A coordenadora também critica a falta de respostas no pedido feito pela Pastoral e outras 140 organizações da sociedade civil para que o diretor-geral de Administração Penitenciária de Goiás, Josimar Pires Nicolau do Nascimento, fosse afastado do cargo. Ele é acusado de ordenar e recomendar sessões de tortura e espancamento contra presos, o jornal El País revelou uma gravação em que Nascimento comenta as agressões.
“Apesar do nosso posicionamento coletivo, o diretor geral segue no cargo, institucionalmente blindado, sob o aval do governo do estado, sem qualquer responsabilização. O caso foi praticamente silenciado e engavetado pelo Estado”, avalia.
Irmã Petra afirma que a situação descrita nas denúncias não mudou nos últimos meses e que tanto as entidades quanto as famílias têm dificuldades para acompanhar a rotina dos detentos. “O complexo continua fechado e impenetrável para a sociedade civil, e isso cria um obstáculo intransponível para o acesso à realidade vivenciada nas unidades”.

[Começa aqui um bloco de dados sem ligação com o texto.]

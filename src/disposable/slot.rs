use std::{
  fmt, ptr,
  sync::atomic::{AtomicPtr, Ordering},
};

use super::{BoxedDisposable, Disposable};
use crate::{error::protocol_violation, util::Tagged};

/// Observable state of a [`DisposableSlot`].
#[derive(Debug, Clone, Copy, PartialEq, Eq)]
pub enum SlotState {
  Unset,
  Set,
  Disposed,
}

type Slot = Tagged<BoxedDisposable>;

/// A reference to at most one disposable, swapped atomically.
///
/// Once the slot is disposed it stays disposed: anything stored afterwards is
/// disposed immediately instead of being kept.
pub struct DisposableSlot {
  current: AtomicPtr<BoxedDisposable>,
}

impl DisposableSlot {
  pub const fn new() -> Self { Self { current: AtomicPtr::new(ptr::null_mut()) } }

  pub fn state(&self) -> SlotState {
    match Slot::decode(self.current.load(Ordering::Acquire)) {
      Slot::Empty => SlotState::Unset,
      Slot::Holding(_) => SlotState::Set,
      Slot::Sealed => SlotState::Disposed,
    }
  }

  /// Stores `d` if the slot was never set.
  ///
  /// Setting an already set slot is a protocol violation: `d` is disposed and
  /// the violation is logged. A disposed slot disposes `d` silently.
  pub fn set_once(&self, d: BoxedDisposable) -> bool {
    let raw = Box::into_raw(Box::new(d));
    match self.current.compare_exchange(ptr::null_mut(), raw, Ordering::AcqRel, Ordering::Acquire) {
      Ok(_) => true,
      Err(current) => {
        // SAFETY: `raw` lost the race and was never published.
        unsafe { Box::from_raw(raw) }.dispose();
        if let Slot::Holding(_) = Slot::decode(current) {
          protocol_violation("disposable already set, the new one was disposed");
        }
        false
      }
    }
  }

  /// Stores `d` and disposes whatever was there before.
  pub fn set(&self, d: BoxedDisposable) -> bool { self.swap_in(d, true) }

  /// Stores `d` and drops whatever was there before without disposing it.
  pub fn replace(&self, d: BoxedDisposable) -> bool { self.swap_in(d, false) }

  /// Marks the slot disposed and forgets the current content without
  /// disposing it.
  pub fn weak_dispose(&self) -> bool {
    match self.seal() {
      Slot::Sealed => false,
      Slot::Empty => true,
      Slot::Holding(prev) => {
        // SAFETY: the seal moved ownership of `prev` to us.
        drop(unsafe { Box::from_raw(prev) });
        true
      }
    }
  }

  #[inline]
  fn seal(&self) -> Slot { Slot::decode(self.current.swap(Slot::sealed(), Ordering::AcqRel)) }

  fn swap_in(&self, d: BoxedDisposable, dispose_previous: bool) -> bool {
    let raw = Box::into_raw(Box::new(d));
    let mut current = self.current.load(Ordering::Acquire);
    loop {
      if let Slot::Sealed = Slot::decode(current) {
        // SAFETY: `raw` was never published.
        unsafe { Box::from_raw(raw) }.dispose();
        return false;
      }
      match self.current.compare_exchange_weak(current, raw, Ordering::AcqRel, Ordering::Acquire) {
        Ok(prev) => {
          if let Slot::Holding(prev) = Slot::decode(prev) {
            // SAFETY: the successful exchange moved ownership of `prev` to us.
            let prev = unsafe { Box::from_raw(prev) };
            if dispose_previous {
              prev.dispose();
            }
          }
          return true;
        }
        Err(actual) => current = actual,
      }
    }
  }
}

impl Default for DisposableSlot {
  fn default() -> Self { Self::new() }
}

impl Disposable for DisposableSlot {
  fn dispose(&self) {
    if let Slot::Holding(prev) = self.seal() {
      // SAFETY: the seal moved ownership of `prev` to us.
      unsafe { Box::from_raw(prev) }.dispose();
    }
  }

  #[inline]
  fn is_disposed(&self) -> bool { self.state() == SlotState::Disposed }
}

impl Drop for DisposableSlot {
  fn drop(&mut self) {
    if let Slot::Holding(current) = Slot::decode(*self.current.get_mut()) {
      // SAFETY: exclusive access through `&mut self`.
      drop(unsafe { Box::from_raw(current) });
    }
  }
}

impl fmt::Debug for DisposableSlot {
  fn fmt(&self, f: &mut fmt::Formatter<'_>) -> fmt::Result {
    f.debug_struct("DisposableSlot").field("state", &self.state()).finish()
  }
}

#[cfg(test)]
mod tests {
  use std::sync::Arc;

  use super::*;
  use crate::disposable::BooleanDisposable;

  fn flag() -> (Arc<BooleanDisposable>, BoxedDisposable) {
    let d = Arc::new(BooleanDisposable::new());
    (d.clone(), Box::new(d))
  }

  #[rxcore_macro::test]
  fn set_once_rejects_second() {
    let slot = DisposableSlot::new();
    let (first, boxed) = flag();
    assert!(slot.set_once(boxed));
    assert_eq!(slot.state(), SlotState::Set);

    let (second, boxed) = flag();
    assert!(!slot.set_once(boxed));
    assert!(second.is_disposed());
    assert!(!first.is_disposed());
  }

  #[rxcore_macro::test]
  fn unset_slot_goes_straight_to_disposed() {
    let slot = DisposableSlot::new();
    assert_eq!(slot.state(), SlotState::Unset);
    assert!(slot.weak_dispose());
    assert_eq!(slot.state(), SlotState::Disposed);

    let (d, boxed) = flag();
    assert!(!slot.set_once(boxed));
    assert!(d.is_disposed());
    assert_eq!(slot.state(), SlotState::Disposed);
  }

  #[rxcore_macro::test]
  fn set_after_dispose_disposes_incoming() {
    let slot = DisposableSlot::new();
    slot.dispose();
    assert_eq!(slot.state(), SlotState::Disposed);

    let (d, boxed) = flag();
    assert!(!slot.set(boxed));
    assert!(d.is_disposed());
  }

  #[rxcore_macro::test]
  fn set_disposes_previous_replace_does_not() {
    let slot = DisposableSlot::new();
    let (a, boxed) = flag();
    slot.set(boxed);
    let (b, boxed) = flag();
    slot.set(boxed);
    assert!(a.is_disposed());

    let (c, boxed) = flag();
    slot.replace(boxed);
    assert!(!b.is_disposed());

    slot.dispose();
    assert!(c.is_disposed());
  }

  #[rxcore_macro::test]
  fn weak_dispose_leaves_content_alone() {
    let slot = DisposableSlot::new();
    let (d, boxed) = flag();
    slot.set(boxed);
    assert!(slot.weak_dispose());
    assert!(!slot.weak_dispose());
    assert!(slot.is_disposed());
    assert!(!d.is_disposed());
  }

  #[rxcore_macro::test]
  fn dispose_is_idempotent() {
    let slot = DisposableSlot::new();
    let (d, boxed) = flag();
    slot.set_once(boxed);
    slot.dispose();
    slot.dispose();
    assert!(d.is_disposed());
    assert!(slot.is_disposed());
  }
}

“A maioria das informações sobre o complexo são fornecidas somente pela própria diretoria geral, prejudicando a credibilidade do que for noticiado. Por isso precisamos quebrar essa barreira, para que outros canais de denúncias e informações sejam estabelecidos, para que possamos captar de fato a realidade prisional”, reivindica a coordenadora.
Outro lado
Procurado pela reportagem, o Ministério Público do Estado de Goiás não comentou a representação da Pastoral e informou que o promotor Fernando Krebs não quis conceder entrevista sobre o assunto. O órgão apenas confirmou que o inquérito contra o diretor-geral de Administração Penitenciária do estado, Josimar Pires Nicolau do Nascimento, continua em investigação.